----- Record set -----

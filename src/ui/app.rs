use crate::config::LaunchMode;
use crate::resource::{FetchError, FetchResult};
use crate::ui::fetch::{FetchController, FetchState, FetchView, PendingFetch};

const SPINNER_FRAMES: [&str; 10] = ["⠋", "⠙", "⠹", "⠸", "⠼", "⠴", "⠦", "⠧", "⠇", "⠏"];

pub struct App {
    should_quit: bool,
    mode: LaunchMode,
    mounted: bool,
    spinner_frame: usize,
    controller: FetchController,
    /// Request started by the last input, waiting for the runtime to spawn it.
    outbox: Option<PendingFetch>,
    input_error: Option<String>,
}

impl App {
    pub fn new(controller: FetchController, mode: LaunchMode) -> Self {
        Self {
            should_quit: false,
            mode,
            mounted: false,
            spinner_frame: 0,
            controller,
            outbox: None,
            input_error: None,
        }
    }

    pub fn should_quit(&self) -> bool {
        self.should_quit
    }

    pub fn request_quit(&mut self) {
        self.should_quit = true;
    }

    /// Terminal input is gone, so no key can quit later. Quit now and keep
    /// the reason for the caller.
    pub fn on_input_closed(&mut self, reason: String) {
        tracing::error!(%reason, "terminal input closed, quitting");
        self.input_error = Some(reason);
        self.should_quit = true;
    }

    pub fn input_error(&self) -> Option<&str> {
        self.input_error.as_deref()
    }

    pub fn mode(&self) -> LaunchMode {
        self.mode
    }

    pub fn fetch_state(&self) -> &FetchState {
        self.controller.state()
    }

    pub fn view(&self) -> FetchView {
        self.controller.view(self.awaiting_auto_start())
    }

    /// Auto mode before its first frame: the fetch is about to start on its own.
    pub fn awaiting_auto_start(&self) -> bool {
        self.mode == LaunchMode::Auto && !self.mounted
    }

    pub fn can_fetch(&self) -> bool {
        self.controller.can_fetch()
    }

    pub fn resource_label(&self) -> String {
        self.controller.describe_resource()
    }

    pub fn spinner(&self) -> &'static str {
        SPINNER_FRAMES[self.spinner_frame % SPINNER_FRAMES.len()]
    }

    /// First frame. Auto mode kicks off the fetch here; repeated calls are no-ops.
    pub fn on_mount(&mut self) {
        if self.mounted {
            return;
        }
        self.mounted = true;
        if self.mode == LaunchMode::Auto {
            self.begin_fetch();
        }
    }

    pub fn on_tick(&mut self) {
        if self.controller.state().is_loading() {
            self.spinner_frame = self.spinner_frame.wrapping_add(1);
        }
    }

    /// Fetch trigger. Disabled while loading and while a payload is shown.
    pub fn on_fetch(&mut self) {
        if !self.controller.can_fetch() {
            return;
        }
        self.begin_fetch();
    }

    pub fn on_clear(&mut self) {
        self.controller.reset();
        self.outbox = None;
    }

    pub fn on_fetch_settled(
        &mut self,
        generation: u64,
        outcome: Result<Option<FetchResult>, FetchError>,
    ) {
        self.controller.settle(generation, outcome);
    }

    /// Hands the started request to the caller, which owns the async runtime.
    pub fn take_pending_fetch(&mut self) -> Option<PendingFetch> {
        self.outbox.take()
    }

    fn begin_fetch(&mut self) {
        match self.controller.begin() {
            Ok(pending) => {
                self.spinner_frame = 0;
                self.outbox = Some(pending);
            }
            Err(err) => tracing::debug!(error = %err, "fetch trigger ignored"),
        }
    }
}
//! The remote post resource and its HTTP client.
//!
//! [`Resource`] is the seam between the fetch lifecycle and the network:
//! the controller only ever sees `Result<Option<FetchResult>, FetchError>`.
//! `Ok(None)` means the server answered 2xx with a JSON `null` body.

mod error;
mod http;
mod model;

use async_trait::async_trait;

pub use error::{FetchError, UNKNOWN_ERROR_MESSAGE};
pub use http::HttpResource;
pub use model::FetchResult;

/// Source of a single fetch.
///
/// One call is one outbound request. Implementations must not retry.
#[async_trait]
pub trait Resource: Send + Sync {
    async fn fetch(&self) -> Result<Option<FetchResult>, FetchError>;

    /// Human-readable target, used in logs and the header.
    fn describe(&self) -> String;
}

-----
----- Record set -----

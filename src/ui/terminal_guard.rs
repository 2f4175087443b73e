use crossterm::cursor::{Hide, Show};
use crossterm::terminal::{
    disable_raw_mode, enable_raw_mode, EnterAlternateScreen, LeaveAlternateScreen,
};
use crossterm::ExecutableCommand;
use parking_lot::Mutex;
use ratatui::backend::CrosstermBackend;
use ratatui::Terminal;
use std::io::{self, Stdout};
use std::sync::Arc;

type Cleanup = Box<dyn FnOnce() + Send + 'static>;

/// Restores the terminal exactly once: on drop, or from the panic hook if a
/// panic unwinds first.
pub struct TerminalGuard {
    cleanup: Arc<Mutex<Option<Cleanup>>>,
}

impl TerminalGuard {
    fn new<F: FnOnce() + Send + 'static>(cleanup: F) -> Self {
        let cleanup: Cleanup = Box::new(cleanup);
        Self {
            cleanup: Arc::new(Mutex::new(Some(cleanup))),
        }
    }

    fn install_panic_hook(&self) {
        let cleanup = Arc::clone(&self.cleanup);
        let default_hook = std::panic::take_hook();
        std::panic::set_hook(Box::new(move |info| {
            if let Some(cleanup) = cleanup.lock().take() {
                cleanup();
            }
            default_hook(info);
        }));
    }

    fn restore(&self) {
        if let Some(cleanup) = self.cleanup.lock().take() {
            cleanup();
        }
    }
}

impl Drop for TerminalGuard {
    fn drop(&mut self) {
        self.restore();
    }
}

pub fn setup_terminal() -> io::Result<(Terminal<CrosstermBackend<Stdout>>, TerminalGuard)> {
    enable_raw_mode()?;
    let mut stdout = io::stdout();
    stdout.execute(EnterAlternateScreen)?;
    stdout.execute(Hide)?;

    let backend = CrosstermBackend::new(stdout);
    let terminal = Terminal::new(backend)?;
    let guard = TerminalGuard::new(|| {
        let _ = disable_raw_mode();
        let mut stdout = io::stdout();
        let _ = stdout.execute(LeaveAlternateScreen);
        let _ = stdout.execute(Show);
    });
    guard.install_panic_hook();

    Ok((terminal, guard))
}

-----
----- Record set -----

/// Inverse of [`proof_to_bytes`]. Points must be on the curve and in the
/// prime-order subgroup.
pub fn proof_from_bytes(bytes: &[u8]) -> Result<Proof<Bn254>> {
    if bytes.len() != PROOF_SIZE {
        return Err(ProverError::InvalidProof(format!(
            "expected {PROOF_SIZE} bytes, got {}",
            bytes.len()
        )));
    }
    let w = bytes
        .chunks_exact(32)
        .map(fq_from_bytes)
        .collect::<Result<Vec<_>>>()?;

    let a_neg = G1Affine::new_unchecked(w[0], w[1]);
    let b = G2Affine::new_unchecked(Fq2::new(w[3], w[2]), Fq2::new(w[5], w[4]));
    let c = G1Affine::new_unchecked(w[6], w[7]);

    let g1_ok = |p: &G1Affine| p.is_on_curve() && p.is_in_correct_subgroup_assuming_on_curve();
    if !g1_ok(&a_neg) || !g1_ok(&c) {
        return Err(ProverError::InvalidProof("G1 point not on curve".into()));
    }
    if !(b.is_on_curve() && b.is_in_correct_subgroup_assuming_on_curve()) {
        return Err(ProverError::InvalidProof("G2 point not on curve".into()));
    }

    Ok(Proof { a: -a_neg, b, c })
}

-----

Exercise prompt: In the listing above, how many lines contain the string "FetchError"? State the number and stop.

Task answer: 5